Фурдрен — Лекуант — Потоцкий.
Madame Veto avait promis
D‘incendier tout Paris:
Mais le coup a manqué
Grâce a nos cannoniers! Et gai, gai!
Dansons la carmagnole![154]
Густым басом и с отчаянным видом — густобородый и с целым лесом волос на голове — в красной рубашке — красный из красных, задушевный приятель мой Auguste Fourdrin распевал эту песенку каждый раз, когда со вздохом он вспоминал о славных днях первой революции. Под этою львиною наружностью крылась детски-незлобная, благородная, возвышенная душа. Он был в полном смысле литератор: он преподавал французскую грамматику и написал несколько драм или трагедий александрийскими стихами. В них не много было поэзии; но они служили ему проводниками его социальных идей. Героями этих драм большею частью были добродетельные люди, непризнанные и оклеветанные обществом, т.-е. каторжники: их в моду пустила Жорж Занд. Сам Фурдрен рассказывал мне, что она одного из них взяла себе в прислуги и оказывала ему большое доверие и благо-склонность. Нечего сказать! О вкусах спорить нельзя.
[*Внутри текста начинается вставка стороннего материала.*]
use anyhow::{Context, Result, bail};
use serde::{Deserialize, Serialize};
use std::time::Duration;

use crate::config::OrsConfig;

const USER_AGENT: &str = "hoodscout/0.1.0 (https://github.com/shantanugoel/hoodscout)";
const ACCEPT: &str = "application/json, application/geo+json, application/gpx+xml, img/png; charset=utf-8";

/// Body of an OpenRouteService POI search.
#[derive(Debug, Serialize)]
pub struct PoiRequest {
    request: &'static str,
    geometry: RequestGeometry,
}

#[derive(Debug, Serialize)]
struct RequestGeometry {
    bbox: [[f64; 2]; 2],
    geojson: PointGeometry,
    buffer: u32,
}

#[derive(Debug, Serialize)]
struct PointGeometry {
    #[serde(rename = "type")]
    type_: &'static str,
    coordinates: [f64; 2],
}

impl PoiRequest {
    /// Bounding-box search rectangle from an origin and two step deltas.
    ///
    /// The origin arrives as (lat, lon) and is swapped into the lon/lat order
    /// ORS expects; the far corner adds the deltas to the swapped origin.
    pub fn new(origin: (f64, f64), step_lat: f64, step_lon: f64) -> Self {
        let (lat, lon) = origin;
        let near_corner = [lon, lat];
        let far_corner = [lon + step_lon, lat + step_lat];

        PoiRequest {
            request: "pois",
            geometry: RequestGeometry {
                bbox: [near_corner, far_corner],
                geojson: PointGeometry {
                    type_: "Point",
                    coordinates: near_corner,
                },
                buffer: 200,
            },
        }
    }
}

/// GeoJSON-shaped OpenRouteService response.
///
/// Fields a feature may legitimately lack are Options; the parser skips such
/// features instead of failing the pipeline.
#[derive(Debug, Deserialize)]
pub struct OrsResponse {
    #[serde(default)]
    pub features: Vec<Feature>,
}

#[derive(Debug, Deserialize)]
pub struct Feature {
    #[serde(default)]
    pub properties: Properties,
    #[serde(default)]
    pub geometry: Option<Geometry>,
}

#[derive(Debug, Default, Deserialize)]
pub struct Properties {
    #[serde(default)]
    pub osm_tags: Option<OsmTags>,
    #[serde(default)]
    pub category_ids: Option<serde_json::Value>,
}

#[derive(Debug, Default, Deserialize)]
pub struct OsmTags {
    #[serde(default)]
    pub name: Option<String>,
}

#[derive(Debug, Deserialize)]
pub struct Geometry {
    /// (lon, lat)
    pub coordinates: (f64, f64),
}

/// Search OpenRouteService for POIs within the rectangle spanned by the
/// origin and the step deltas.
///
/// Requires an API key (`Authorization` header). Single attempt; transport
/// errors and non-success statuses are returned as errors.
pub fn fetch_pois(
    origin: (f64, f64),
    step_lat: f64,
    step_lon: f64,
    api_key: &str,
    config: &OrsConfig,
) -> Result<OrsResponse> {
    let body = PoiRequest::new(origin, step_lat, step_lon);

    let client = reqwest::blocking::Client::builder()
        .user_agent(USER_AGENT)
        .timeout(Duration::from_secs(config.timeout_secs))
        .build()
        .context("Failed to create HTTP client")?;

    let response = client
        .post(&config.url)
        .header("Accept", ACCEPT)
        .header("Authorization", api_key)
        .json(&body)
        .send()
        .context("Failed to send request to OpenRouteService")?;

    if !response.status().is_success() {
        bail!(
            "OpenRouteService returned error status: {}",
            response.status()
        );
    }

    response
        .json()
        .context("Failed to parse OpenRouteService JSON response")
}

#[cfg(test)]
mod tests {
    use super::*;
    use serde_json::json;

    #[test]
    fn test_request_body_shape() {
        let request = PoiRequest::new((55.748, 48.746), 0.02, 0.03);
        let body = serde_json::to_value(&request).unwrap();

        assert_eq!(body["request"], json!("pois"));
        assert_eq!(body["geometry"]["buffer"], json!(200));
        assert_eq!(
            body["geometry"]["geojson"],
            json!({"type": "Point", "coordinates": [48.746, 55.748]})
        );

        // origin swapped to lon/lat, far corner offset by the steps
        let bbox = &body["geometry"]["bbox"];
        assert_eq!(bbox[0], json!([48.746, 55.748]));
        assert!((bbox[1][0].as_f64().unwrap() - 48.776).abs() < 1e-9);
        assert!((bbox[1][1].as_f64().unwrap() - 55.768).abs() < 1e-9);
    }

    #[test]
    fn test_parse_ors_response() {
        let json = r#"{
            "type": "FeatureCollection",
            "features": [
                {
                    "type": "Feature",
                    "geometry": {"type": "Point", "coordinates": [48.75, 55.75]},
                    "properties": {
                        "osm_id": 123,
                        "osm_tags": {"name": "Central Market"},
                        "category_ids": {"518": {"category_name": "marketplace", "category_group": "shops"}}
                    }
                },
                {
                    "type": "Feature",
                    "geometry": {"type": "Point", "coordinates": [48.76, 55.76]},
                    "properties": {"osm_id": 456}
                }
            ]
        }"#;

        let response: OrsResponse = serde_json::from_str(json).unwrap();
        assert_eq!(response.features.len(), 2);

        let first = &response.features[0];
        assert_eq!(
            first.properties.osm_tags.as_ref().unwrap().name.as_deref(),
            Some("Central Market")
        );
        assert_eq!(first.geometry.as_ref().unwrap().coordinates, (48.75, 55.75));
        assert!(first.properties.category_ids.is_some());

        let second = &response.features[1];
        assert!(second.properties.osm_tags.is_none());
        assert!(second.properties.category_ids.is_none());
    }
}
Но все ж таки я думаю, что она денег плохо не клала и плотно запирала свою шкатулку.
К Фурдрену приехал в гости его брат из Парижа — артист-скульптор. Он был истый парижанин: ужасный вертопрах, но вместе с тем человек с отличным вкусом. Он указал Фурдрену на некоторые промахи в его драмах, происходящие от провинциальной жизни и незнания большого света: его замечания были очень метки и резки. Он же тут в Льеже показал нам образчик своего искусства: слепил прелестную карикатурную статуйку тогдашнего епископа льежского Ванбоммеля: выражение лицемерия на лице этого святоши было неподражаемо, а из-под хвоста его длинной мантии выползал целый рой монахов в рясах с широкополыми шляпами. После этого coup d’artiste[155] наш художник, выходя по вечерам, всегда запасался пистолетом и canne à épée[156]. «Надобно взять предосторожности»; говорил он: «а то пожалуй чего доброго от этих фанатиков всего можно ожидать». У Фурдрена была служанка или ключница, gouvernante — довольно взрачная женщина; а у нее была маленькая дочь, дитя лет четырех или пяти. Эта малютка была как две капли воды похожа на самого Фурдрена. Меня доселе удивляет, что он никогда ни малейшего намека не сделал на эти сношения с ее матерью (если они в самом деле существовали). Во французском обществе — особенно в литературном мире — подобные связи вовсе не считаются предосудительными. Кто не знает Лизеты Беранже, которой он посвятил одну из прекраснейших и самых трогательных своих песен?
Vous vielllirez, о та belle maitresse!